Liz Mathis

Democrats across the country are regrouping after the 2016 triumph of Donald Trump and his fellow Republicans. Iowa Democratic Party leaders will convene tomorrow to elect a new chairperson.

Eight people are competing for the job to lead the party as it prepares for 2018, when Iowans will hold an election for governor.

A state senator who many party insiders had hoped would run for governor announced this week she would not. Liz Mathis of Cedar Rapids says it was a family decision.

“We just concluded in the end that we weren’t in a place right now where that would be something that we could do,” Mathis says.

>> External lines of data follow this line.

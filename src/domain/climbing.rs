/// Ladder climbing state machine.
///
/// States: `Free`, `Climbing { ladder }` (see `entity::ClimbState`).
///
/// ### Free → Climbing
/// ┌──────────────────────────────────────────────┬──────────┐
/// │ Condition                                     │ Enter?   │
/// ├──────────────────────────────────────────────┼──────────┤
/// │ neither Up nor Down held                      │ NO       │
/// │ Down, grounded, feet at ladder top (±top_win) │ YES      │
/// │   and |dx| < ladder half width + margin       │          │
/// │ center inside ladder box, Up held             │ YES      │
/// │ center inside ladder box, Down held, ladder   │ YES      │
/// │   continues below the feet                    │          │
/// │ otherwise                                     │ NO       │
/// └──────────────────────────────────────────────┴──────────┘
///
/// ### Climbing → Free (checked in this order; first match wins)
/// ┌──────────────────────────────────────────────┬──────────────────────┐
/// │ Condition                                     │ Result               │
/// ├──────────────────────────────────────────────┼──────────────────────┤
/// │ ladder id dangling                            │ Free, airborne       │
/// │ top above ladder top, platform at ladder top, │ Free, stand on it    │
/// │   feet level with it, Down NOT held           │   (Down held: stay)  │
/// │ top above ladder top, no platform there       │ clamp at ladder top  │
/// │ feet below ladder bottom, platform there      │ Free, stand on it    │
/// │ feet below ladder bottom, no platform         │ clamp at ladder foot │
/// │ center beyond ladder span ± margin            │ Free, airborne       │
/// └──────────────────────────────────────────────┴──────────────────────┘
///
/// At most one transition happens per call.

use super::collision::place_on_top;
use super::entity::{ClimbState, FrameInput, Ladder, LadderId, Platform, Player};
use super::physics::Collidable;

#[derive(Clone, Copy, PartialEq, Debug)]
pub struct ClimbRules {
    pub climb_speed: f64,
    /// Horizontal slack around the ladder for stepping off / entering from above.
    pub edge_margin: f64,
    /// How close a platform top must be to the ladder top to count as its landing.
    pub top_window: f64,
    /// How close a platform top must be to the ladder foot.
    pub bottom_window: f64,
    /// Gap left between feet and platform when stepping off at the top.
    pub placement_offset: f64,
}

#[derive(Clone, Copy, PartialEq, Eq, Debug)]
pub enum ClimbTransition {
    Stay,
    Entered(LadderId),
    ExitedTop,
    ExitedBottom,
    SteppedOff,
    /// The ladder link pointed nowhere.
    Detached,
}

/// Vertical climbing motion for this frame. No-op while free.
pub fn climb_motion(player: &mut Player, input: &FrameInput, speed: f64) {
    if !player.is_climbing() {
        return;
    }
    if input.up {
        player.body.y -= speed;
    }
    if input.down {
        player.body.y += speed;
    }
    player.motion.vy = 0.0;
}

/// Run the state machine once.
pub fn update(
    player: &mut Player,
    ladders: &[Ladder],
    platforms: &[Platform],
    input: &FrameInput,
    rules: &ClimbRules,
) -> ClimbTransition {
    match player.climb {
        ClimbState::Free => try_enter(player, ladders, input, rules),
        ClimbState::Climbing { ladder } => match ladders.get(ladder.0) {
            Some(l) => check_exit(player, l, platforms, input, rules),
            None => {
                release(player, false);
                ClimbTransition::Detached
            }
        },
    }
}

fn try_enter(
    player: &mut Player,
    ladders: &[Ladder],
    input: &FrameInput,
    rules: &ClimbRules,
) -> ClimbTransition {
    if !input.up && !input.down {
        return ClimbTransition::Stay;
    }

    if input.down && player.motion.grounded {
        if let Some(i) = ladders.iter().position(|l| standing_on_top(player, l, rules)) {
            return enter(player, LadderId(i));
        }
    }

    let found = ladders.iter().position(|l| {
        let lb = l.bounds();
        let inside = lb.contains(player.body.x, player.body.y);
        inside && (input.up || (input.down && player.body.bottom() < lb.bottom - rules.climb_speed))
    });
    match found {
        Some(i) => enter(player, LadderId(i)),
        None => ClimbTransition::Stay,
    }
}

fn standing_on_top(player: &Player, ladder: &Ladder, rules: &ClimbRules) -> bool {
    (player.body.x - ladder.body.x).abs() < ladder.body.half_width() + rules.edge_margin
        && (player.body.bottom() - ladder.body.top()).abs() < rules.top_window
}

fn enter(player: &mut Player, id: LadderId) -> ClimbTransition {
    player.climb = ClimbState::Climbing { ladder: id };
    player.motion.vy = 0.0;
    player.motion.grounded = false;
    log::debug!("player started climbing ladder {}", id.0);
    ClimbTransition::Entered(id)
}

fn release(player: &mut Player, grounded: bool) {
    player.climb = ClimbState::Free;
    player.motion.grounded = grounded;
}

fn check_exit(
    player: &mut Player,
    ladder: &Ladder,
    platforms: &[Platform],
    input: &FrameInput,
    rules: &ClimbRules,
) -> ClimbTransition {
    let lb = ladder.bounds();
    let hh = player.body.half_height();

    // ── Top ──
    if player.body.top() < lb.top {
        let landing = platforms.iter().find(|p| {
            (p.top() - lb.top).abs() < rules.top_window && p.bounds().spans_x(player.body.x)
        });
        match landing {
            Some(p) => {
                let top = p.top();
                if player.body.bottom() <= top + rules.placement_offset && !input.down {
                    release(player, true);
                    player.body.y = top - hh - rules.placement_offset;
                    player.motion.vy = 0.0;
                    return ClimbTransition::ExitedTop;
                }
            }
            None => player.body.y = lb.top + hh,
        }
    }

    // ── Bottom ──
    if player.body.bottom() > lb.bottom + rules.placement_offset {
        let floor = platforms.iter().find(|p| {
            (p.top() - lb.bottom).abs() < rules.bottom_window && p.bounds().spans_x(player.body.x)
        });
        if let Some(p) = floor {
            let top = p.top();
            release(player, true);
            place_on_top(player, top);
            return ClimbTransition::ExitedBottom;
        }
        player.body.y = lb.bottom - hh;
    }

    // ── Sides ──
    let x = player.body.x;
    if x < lb.left - rules.edge_margin || x > lb.right + rules.edge_margin {
        release(player, false);
        return ClimbTransition::SteppedOff;
    }

    ClimbTransition::Stay
}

Mathis, a former TV anchor in eastern Iowa, says she cannot afford to quit her current job at a social service agency in Cedar Rapids to run for governor full time, plus her husband has started a business and worried about the impact of a campaign.

“When I was a reporter, he moved to a couple of different cities with me and then he established roots in starting a business. He was gravely concerned about how that would affect him personally, how it would affect his business and the prying that happens sometimes by people who want to destroy you instead of champion you…Thinking through all this, I guess the cons were more personal in how that would shape my life and my personal life and I really love my husband and I want to keep him around,” she says, with a laugh, “because he’s a big supporter.”

Mathis was concerned about the impact a campaign might have on her two daughters, plus she’s run three expensive campaigns for her state senate seat in the past five years.

“And that’s pretty rigorous,” Mathis says. “The first one…in 2011….was a free-for-all….It was kind of like a congressional race compressed into seven weeks.”

After winning that special election in November of 2011, she was reelected in 2012 to a full term. Mathis calls her 2016 a “hollow victory” since so many Democrats elsewhere suffered losses. Mathis says she hopes to help other Democratic candidates run and win in 2018.

Another Democrat from Cedar Rapids has taken his name out of the mix for the 2018 gubernatorial campaign. Rob Hogg says he will run for reelection to the state senate. Hogg also has the new responsiblity as leader of Senate Democrats to help recruit candidates for the state senate. Hogg must also raise campaign money for all the Democrats running for senate seats next year, not just himself.